PROBLEM DESCRIPTION:
Starting with the first line of the records, write out each line exactly until you have included the line containing "backend returned them.".

DATA EXCERPTS:
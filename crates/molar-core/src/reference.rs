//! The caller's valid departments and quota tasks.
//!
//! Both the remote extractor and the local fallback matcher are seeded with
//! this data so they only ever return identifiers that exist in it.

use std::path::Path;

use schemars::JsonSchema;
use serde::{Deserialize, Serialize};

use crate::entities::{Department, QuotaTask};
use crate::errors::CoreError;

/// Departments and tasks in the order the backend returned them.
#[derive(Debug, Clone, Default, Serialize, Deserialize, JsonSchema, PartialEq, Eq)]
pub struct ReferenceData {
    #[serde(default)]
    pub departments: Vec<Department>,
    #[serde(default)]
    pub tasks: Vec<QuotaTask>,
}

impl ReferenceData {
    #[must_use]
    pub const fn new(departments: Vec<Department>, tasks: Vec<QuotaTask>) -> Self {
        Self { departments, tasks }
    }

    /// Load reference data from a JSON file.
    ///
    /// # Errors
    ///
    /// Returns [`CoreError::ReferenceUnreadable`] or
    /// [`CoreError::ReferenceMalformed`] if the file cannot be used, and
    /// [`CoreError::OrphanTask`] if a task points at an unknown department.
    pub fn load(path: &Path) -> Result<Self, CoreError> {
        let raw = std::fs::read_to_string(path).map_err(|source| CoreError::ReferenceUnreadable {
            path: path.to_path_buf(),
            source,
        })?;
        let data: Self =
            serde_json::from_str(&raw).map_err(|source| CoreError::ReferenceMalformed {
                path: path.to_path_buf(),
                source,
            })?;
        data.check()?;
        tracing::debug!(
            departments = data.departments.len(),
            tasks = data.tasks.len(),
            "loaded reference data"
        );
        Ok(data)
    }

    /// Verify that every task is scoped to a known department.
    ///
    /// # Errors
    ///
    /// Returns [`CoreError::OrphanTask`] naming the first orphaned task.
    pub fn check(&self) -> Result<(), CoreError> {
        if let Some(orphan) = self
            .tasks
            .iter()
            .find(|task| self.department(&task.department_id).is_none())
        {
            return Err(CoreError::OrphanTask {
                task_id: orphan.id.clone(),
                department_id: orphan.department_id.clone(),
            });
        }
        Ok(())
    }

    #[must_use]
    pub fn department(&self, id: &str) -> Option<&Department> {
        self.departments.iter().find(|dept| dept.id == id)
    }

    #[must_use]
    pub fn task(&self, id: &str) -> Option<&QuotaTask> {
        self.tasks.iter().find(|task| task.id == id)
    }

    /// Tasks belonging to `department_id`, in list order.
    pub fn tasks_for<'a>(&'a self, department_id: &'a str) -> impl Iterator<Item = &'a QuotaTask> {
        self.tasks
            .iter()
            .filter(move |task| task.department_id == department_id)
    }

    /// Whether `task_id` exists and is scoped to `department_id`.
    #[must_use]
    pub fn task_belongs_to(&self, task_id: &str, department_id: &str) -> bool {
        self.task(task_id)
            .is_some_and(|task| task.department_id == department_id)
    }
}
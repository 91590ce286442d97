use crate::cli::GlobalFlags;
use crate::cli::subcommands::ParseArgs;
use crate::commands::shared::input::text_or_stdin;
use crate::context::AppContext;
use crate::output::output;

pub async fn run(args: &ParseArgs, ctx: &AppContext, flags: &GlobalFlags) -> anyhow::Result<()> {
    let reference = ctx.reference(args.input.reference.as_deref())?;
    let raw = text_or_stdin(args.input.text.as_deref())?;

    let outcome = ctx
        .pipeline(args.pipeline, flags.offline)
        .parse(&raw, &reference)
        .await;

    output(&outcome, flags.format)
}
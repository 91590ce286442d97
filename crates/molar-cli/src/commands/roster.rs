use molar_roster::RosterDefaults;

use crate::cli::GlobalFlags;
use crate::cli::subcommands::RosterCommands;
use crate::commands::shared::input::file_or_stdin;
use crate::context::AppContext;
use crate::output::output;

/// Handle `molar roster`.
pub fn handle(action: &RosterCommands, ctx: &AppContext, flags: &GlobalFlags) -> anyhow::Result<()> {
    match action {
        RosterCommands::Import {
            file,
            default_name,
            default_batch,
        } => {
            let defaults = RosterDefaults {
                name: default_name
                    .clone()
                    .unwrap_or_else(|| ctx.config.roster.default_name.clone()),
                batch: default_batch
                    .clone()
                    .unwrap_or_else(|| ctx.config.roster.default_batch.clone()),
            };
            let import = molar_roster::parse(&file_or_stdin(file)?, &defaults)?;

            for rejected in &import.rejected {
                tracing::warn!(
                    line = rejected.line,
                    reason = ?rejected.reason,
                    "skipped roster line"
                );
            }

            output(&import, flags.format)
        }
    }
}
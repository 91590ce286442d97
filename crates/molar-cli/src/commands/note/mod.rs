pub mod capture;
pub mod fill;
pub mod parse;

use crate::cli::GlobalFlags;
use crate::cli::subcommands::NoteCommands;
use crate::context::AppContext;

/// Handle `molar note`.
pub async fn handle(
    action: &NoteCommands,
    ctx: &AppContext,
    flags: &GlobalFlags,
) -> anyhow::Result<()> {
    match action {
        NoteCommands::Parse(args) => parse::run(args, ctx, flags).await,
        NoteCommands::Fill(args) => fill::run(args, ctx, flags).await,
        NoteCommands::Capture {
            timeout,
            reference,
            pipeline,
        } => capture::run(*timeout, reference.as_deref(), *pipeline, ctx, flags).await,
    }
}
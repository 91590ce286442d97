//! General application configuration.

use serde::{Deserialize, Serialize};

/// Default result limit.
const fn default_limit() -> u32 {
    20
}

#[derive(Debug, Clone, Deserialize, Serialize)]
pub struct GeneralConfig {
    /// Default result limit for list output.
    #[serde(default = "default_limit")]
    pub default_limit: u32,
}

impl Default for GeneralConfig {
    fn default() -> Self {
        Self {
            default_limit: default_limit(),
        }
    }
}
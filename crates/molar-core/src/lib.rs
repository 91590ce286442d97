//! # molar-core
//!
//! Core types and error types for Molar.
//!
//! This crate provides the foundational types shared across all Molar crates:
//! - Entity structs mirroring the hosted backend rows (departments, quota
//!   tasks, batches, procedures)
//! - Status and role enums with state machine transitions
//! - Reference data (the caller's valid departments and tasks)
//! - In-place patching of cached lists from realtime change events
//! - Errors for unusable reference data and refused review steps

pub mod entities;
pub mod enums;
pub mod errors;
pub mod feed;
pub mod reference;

EXERCISE OUTPUT:
filename crates/molar-core/src/reference.rs
//! The caller's valid departments and quota tasks.
//!
//! Both the remote extractor and the local fallback matcher are seeded with
//! this data so they only ever return identifiers that exist in it.

use std::path::Path;

use schemars::JsonSchema;
use serde::{Deserialize, Serialize};

use crate::entities::{Department, QuotaTask};
use crate::errors::CoreError;

/// Departments and tasks in the order the backend returned them.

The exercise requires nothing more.